I seem to remember, when I moved to Malta, that the process was not simple. I recall many visits to many government offices filling out forms and going through lots of red tape. So I half-expected the same reception here – perhaps even worse since we were moving to a whole new continent.
Well, hey, immigration was a long, slow and painful process in a baking hot building after an 8-hour flight so that was pretty tough. But it got a lot easier from there, in fact probably the easiest process I could ever have imagined. I spent a morning getting my social insurance number and driving license sorted and, in the afternoon, I got a new phone number. And that was it, easy as that!
I did have all these big plans to keep a journal for the first 100 days and I’m afraid I failed miserably at that too. But from what I did fill in, and filling in the blanks from my calendar and Facebook feed, I can tell you there have been multiple trips to Ikea, putting together a fair amount of flat-pack furniture. There were also many MANY phone calls and emails to solicitors and estate agents when the sale of our house took a lot longer than anticipated, many trips to a variety of superstores trying to figure out what foodstuffs we can buy and where (still figuring that one out!) and all manner of weather experiences – living on the side of a mountain, we frequently experience heavy fog, snow, hail, wind, rain, and the bluest skies and hot, hot sunshine – sometimes we’ll get several extremes in one day!
Well, I’ve figured out how to drive on the wrong side of the road. And driving an automatic has become a very easy part of life! I still occasionally head to the wrong side of the car. I still reach the wrong way for my seatbelt or for the handbrake. Turning right on a red light has become easier. Turning left is still not the easiest thing to do.
My business is officially up and running!
I now introduce myself as Sarah, Photographer and Copywriter. My Paramedic background is still firmly within me though – I’m not sure that will ever leave me. As much as I felt I couldn’t do that job anymore, the Ambulance Service is firmly wedged under my skin. It’s like a callus I can’t pumice out. And so it stays. I’m learning to live with that. But being a freelancer is everything I dreamed it would be, and maybe more besides. It has its tough days, like any job. I am still very much figuring out a routine and keeping motivated when it is just you day in and day out is really bloody hard. But I’ve been networking and meeting some wonderful people, as well as keeping in touch with wonderful inspiring friends from back home and that all helps.

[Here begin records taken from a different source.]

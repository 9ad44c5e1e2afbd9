//! Terminal progress for a CLI run: a spinner that follows the workflow
//! stage and a coloured result line.

use std::time::Duration;

use console::Style;
use indicatif::{ProgressBar, ProgressStyle};

use crate::workflow::{RunRecord, Stage};

pub struct RunProgress {
    pb: ProgressBar,
    green: Style,
    red: Style,
    cyan: Style,
}

impl RunProgress {
    pub fn start(magic_link: &str) -> Self {
        let pb = ProgressBar::new_spinner();
        if let Ok(style) = ProgressStyle::default_spinner().template("{spinner:.cyan} {msg}") {
            pb.set_style(style);
        }
        pb.set_message(format!("{}: {magic_link}", Stage::Unauthenticated));
        pb.enable_steady_tick(Duration::from_millis(100));

        Self {
            pb,
            green: Style::new().green().bold(),
            red: Style::new().red().bold(),
            cyan: Style::new().cyan(),
        }
    }

    /// A cheap handle for updating the spinner from a stage observer.
    pub fn bar(&self) -> ProgressBar {
        self.pb.clone()
    }

    pub fn update_stage(bar: &ProgressBar, stage: Stage) {
        bar.set_message(stage.to_string());
    }

    pub fn succeed(&self, record: &RunRecord) {
        self.pb.finish_and_clear();
        println!(
            "  {} Application {} submitted in {}ms",
            self.green.apply_to("✓"),
            record.application_id.as_deref().unwrap_or("?"),
            record.duration_ms
        );
    }

    pub fn fail(&self, error: &dyn std::fmt::Display) {
        self.pb.finish_and_clear();
        println!("  {} Run failed: {error}", self.red.apply_to("✗"));
    }

    pub fn print_record(&self, record: &RunRecord) {
        println!();
        println!("{}", self.cyan.apply_to("─── Run Record ───"));
        println!("{}", serde_json::to_string_pretty(record).unwrap_or_default());
    }
}
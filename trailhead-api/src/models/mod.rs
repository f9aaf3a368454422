//! Persisted entities and their request/response shapes.
//!
//! Each resource module pairs the storage document (BSON, `ObjectId` ids,
//! `bson::DateTime` timestamps) with client-facing DTOs: a `*Response` view
//! (hex ids, RFC 3339 timestamps, write-only fields omitted) plus validated
//! create/update payloads.

pub mod booking;
pub mod review;
pub mod tour;
pub mod user;

pub use booking::{Booking, BookingResponse, CreateBooking, UpdateBooking};
pub use review::{CreateReview, Review, ReviewResponse, UpdateReview};
pub use tour::{
    CreateTour, Difficulty, GeoPoint, Tour, TourResponse, UpdateTour, Waypoint,
};
pub use user::{Role, User, UserResponse};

After 9 weeks our home arrived from England which arrived at just the right moment. It was so lovely to open up the boxes and find all our personal effects and start making the house we’ve been living in like home. It also made a huge difference in getting my office looking more like my space – it’s amazing how inspiring a space can become when it is full of things that you love and that motivate you. Having our stuff here has made me look at this house in a new light too – or, rather, look at the amazing light we get here.
It’s not always light and wonderful, living here. I don’t regret the move at all but I don’t want to give the impression that everything is perfect. There are days I miss my friends and family painfully. There are days I would love nothing more than to eat some good English fare or go to a place that looks familiar with people I know. And I still find the time difference more than a little bit difficult to handle at times.
But I know it is just a matter of dealing with things day to day, that some days will be amazing – like walking through the Tulip Festival in the hot sunshine, or seeing the incredible mountains that surround our city – literally whatever direction you look in, and other days will be much harder.
It is still really early days. But I’m excited about the next 100 days, and the next 100 after that. And I’ll do my best to share them all with you.